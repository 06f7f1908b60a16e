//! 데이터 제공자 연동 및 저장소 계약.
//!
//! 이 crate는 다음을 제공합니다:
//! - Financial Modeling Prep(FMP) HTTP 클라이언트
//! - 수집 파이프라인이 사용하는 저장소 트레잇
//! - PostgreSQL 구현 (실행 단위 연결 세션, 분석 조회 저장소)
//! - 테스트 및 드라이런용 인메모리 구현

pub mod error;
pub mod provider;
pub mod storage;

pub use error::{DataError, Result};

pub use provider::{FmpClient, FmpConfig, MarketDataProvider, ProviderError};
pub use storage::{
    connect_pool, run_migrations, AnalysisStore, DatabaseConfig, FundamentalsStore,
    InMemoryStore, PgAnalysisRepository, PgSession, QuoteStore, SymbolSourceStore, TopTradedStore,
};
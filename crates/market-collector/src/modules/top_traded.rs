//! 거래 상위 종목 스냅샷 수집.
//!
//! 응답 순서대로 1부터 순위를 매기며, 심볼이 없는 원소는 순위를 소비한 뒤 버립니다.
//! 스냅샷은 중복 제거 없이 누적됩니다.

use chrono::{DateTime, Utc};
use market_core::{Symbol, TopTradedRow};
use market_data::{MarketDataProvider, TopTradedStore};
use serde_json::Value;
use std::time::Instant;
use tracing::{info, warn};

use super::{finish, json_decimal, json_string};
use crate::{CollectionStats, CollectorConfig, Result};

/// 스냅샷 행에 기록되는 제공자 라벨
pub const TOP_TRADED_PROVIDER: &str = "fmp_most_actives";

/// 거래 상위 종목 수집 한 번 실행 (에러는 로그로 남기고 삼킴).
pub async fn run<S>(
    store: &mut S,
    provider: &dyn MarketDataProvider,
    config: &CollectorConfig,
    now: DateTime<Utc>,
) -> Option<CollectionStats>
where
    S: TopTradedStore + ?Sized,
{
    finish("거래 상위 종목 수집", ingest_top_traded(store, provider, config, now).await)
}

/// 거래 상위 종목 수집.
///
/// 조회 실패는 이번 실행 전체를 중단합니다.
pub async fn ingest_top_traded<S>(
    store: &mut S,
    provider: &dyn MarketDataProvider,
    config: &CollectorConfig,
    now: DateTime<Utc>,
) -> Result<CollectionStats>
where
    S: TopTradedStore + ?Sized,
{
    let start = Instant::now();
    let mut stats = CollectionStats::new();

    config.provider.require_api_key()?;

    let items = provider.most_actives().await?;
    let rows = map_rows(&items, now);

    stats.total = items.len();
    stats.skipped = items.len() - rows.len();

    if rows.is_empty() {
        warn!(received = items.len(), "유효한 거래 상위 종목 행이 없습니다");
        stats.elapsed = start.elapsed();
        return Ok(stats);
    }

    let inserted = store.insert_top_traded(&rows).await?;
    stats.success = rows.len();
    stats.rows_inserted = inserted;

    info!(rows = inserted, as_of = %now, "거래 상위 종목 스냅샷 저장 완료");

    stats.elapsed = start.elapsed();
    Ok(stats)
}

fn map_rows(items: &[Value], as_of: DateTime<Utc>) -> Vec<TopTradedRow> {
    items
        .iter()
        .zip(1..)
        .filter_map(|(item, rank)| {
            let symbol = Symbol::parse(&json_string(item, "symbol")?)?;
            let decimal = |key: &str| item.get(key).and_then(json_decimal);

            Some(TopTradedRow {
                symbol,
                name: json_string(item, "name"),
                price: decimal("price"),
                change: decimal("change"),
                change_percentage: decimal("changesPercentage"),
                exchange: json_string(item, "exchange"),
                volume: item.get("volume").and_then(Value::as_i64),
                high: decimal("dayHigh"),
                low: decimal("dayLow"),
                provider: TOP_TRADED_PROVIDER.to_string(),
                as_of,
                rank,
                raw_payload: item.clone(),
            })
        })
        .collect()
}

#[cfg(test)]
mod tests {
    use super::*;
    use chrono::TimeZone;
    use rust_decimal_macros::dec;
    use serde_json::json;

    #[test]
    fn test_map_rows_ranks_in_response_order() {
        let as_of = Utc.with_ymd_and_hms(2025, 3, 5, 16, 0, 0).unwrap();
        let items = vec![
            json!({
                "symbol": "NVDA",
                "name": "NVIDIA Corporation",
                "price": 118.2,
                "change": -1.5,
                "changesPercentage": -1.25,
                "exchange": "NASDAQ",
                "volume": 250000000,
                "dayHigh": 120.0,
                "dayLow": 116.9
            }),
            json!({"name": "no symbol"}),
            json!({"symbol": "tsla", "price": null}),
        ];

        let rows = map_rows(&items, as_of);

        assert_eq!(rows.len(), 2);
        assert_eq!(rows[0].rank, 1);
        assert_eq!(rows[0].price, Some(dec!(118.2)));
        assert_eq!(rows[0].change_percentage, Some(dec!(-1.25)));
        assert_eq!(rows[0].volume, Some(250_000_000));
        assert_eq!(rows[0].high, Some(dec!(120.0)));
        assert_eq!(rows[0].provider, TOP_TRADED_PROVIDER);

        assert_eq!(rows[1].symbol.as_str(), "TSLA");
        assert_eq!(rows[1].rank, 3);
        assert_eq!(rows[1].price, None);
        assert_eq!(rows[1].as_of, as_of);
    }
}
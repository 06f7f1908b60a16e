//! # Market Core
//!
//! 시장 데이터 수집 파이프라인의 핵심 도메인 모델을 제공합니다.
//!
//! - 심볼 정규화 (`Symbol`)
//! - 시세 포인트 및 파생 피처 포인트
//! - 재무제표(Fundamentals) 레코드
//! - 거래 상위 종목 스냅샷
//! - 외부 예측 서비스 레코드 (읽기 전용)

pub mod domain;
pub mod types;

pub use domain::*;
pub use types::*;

◆ ◆ ◆ ◆ ◆

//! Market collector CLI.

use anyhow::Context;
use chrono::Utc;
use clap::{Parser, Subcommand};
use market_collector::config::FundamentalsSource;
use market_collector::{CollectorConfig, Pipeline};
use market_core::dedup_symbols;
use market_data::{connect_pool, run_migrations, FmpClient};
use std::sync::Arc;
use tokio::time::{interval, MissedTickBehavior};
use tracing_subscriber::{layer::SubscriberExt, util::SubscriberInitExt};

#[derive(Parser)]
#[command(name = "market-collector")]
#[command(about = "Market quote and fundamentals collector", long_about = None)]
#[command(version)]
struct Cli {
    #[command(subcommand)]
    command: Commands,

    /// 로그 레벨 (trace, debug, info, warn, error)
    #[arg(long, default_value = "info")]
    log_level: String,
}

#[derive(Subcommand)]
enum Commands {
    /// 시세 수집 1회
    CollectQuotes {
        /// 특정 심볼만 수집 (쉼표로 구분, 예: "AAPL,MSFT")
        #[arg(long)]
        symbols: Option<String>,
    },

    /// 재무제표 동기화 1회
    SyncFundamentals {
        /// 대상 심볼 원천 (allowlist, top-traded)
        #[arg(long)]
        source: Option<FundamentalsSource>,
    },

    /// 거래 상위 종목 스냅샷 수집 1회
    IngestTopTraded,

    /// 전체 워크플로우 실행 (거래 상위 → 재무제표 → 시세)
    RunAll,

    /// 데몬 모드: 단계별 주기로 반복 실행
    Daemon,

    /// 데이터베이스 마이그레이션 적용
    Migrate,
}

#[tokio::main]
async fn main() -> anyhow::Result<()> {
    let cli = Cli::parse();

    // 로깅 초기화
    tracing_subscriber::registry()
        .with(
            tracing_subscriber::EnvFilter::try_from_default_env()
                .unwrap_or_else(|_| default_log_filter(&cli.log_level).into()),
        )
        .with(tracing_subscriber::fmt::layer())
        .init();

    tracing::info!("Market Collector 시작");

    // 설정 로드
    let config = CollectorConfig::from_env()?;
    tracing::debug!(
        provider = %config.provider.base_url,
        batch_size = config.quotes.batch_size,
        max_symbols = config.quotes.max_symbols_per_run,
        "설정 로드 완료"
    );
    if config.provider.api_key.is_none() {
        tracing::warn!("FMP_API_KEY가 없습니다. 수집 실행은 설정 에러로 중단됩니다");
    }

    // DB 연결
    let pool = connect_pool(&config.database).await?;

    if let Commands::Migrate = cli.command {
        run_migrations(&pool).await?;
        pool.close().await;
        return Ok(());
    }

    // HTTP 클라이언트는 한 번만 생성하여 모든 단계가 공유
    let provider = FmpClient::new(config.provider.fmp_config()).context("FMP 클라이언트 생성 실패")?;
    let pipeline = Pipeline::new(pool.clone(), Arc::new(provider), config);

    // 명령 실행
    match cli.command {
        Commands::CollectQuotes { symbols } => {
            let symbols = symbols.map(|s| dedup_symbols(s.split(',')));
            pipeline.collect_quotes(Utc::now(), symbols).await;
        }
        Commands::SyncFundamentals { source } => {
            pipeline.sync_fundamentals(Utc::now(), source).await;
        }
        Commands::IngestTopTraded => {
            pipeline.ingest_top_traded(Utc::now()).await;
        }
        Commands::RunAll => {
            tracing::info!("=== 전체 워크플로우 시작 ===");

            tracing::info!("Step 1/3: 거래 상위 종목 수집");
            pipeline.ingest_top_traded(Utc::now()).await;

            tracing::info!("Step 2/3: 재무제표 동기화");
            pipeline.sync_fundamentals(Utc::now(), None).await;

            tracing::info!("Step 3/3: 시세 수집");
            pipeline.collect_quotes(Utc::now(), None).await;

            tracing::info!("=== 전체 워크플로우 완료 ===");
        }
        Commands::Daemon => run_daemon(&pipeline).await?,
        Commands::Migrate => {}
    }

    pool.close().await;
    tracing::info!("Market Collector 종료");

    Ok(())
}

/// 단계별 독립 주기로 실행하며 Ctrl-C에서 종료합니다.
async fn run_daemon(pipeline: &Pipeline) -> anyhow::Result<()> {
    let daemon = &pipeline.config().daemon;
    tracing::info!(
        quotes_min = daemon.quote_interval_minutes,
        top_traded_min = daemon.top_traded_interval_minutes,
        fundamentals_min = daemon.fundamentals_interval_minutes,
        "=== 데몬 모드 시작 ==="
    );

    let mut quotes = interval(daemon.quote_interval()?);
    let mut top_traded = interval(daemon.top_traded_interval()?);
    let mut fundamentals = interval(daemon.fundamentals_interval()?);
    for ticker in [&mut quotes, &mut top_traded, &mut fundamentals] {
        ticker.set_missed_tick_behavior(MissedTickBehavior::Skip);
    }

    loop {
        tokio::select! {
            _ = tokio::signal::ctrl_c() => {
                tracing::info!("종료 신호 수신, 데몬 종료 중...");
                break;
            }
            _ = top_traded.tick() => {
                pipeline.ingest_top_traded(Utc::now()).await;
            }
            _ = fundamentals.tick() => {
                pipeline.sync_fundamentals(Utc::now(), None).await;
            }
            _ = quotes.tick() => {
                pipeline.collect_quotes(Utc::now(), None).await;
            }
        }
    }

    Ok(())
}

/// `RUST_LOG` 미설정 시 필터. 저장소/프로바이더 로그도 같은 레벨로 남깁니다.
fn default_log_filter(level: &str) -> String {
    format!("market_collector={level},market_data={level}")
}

◆ ◆ ◆ ◆ ◆

Assignment: Look over the listing above and copy each line that contains "chrono".

Answer space:
use chrono::{DateTime, Utc};
    use chrono::TimeZone;
use chrono::Utc;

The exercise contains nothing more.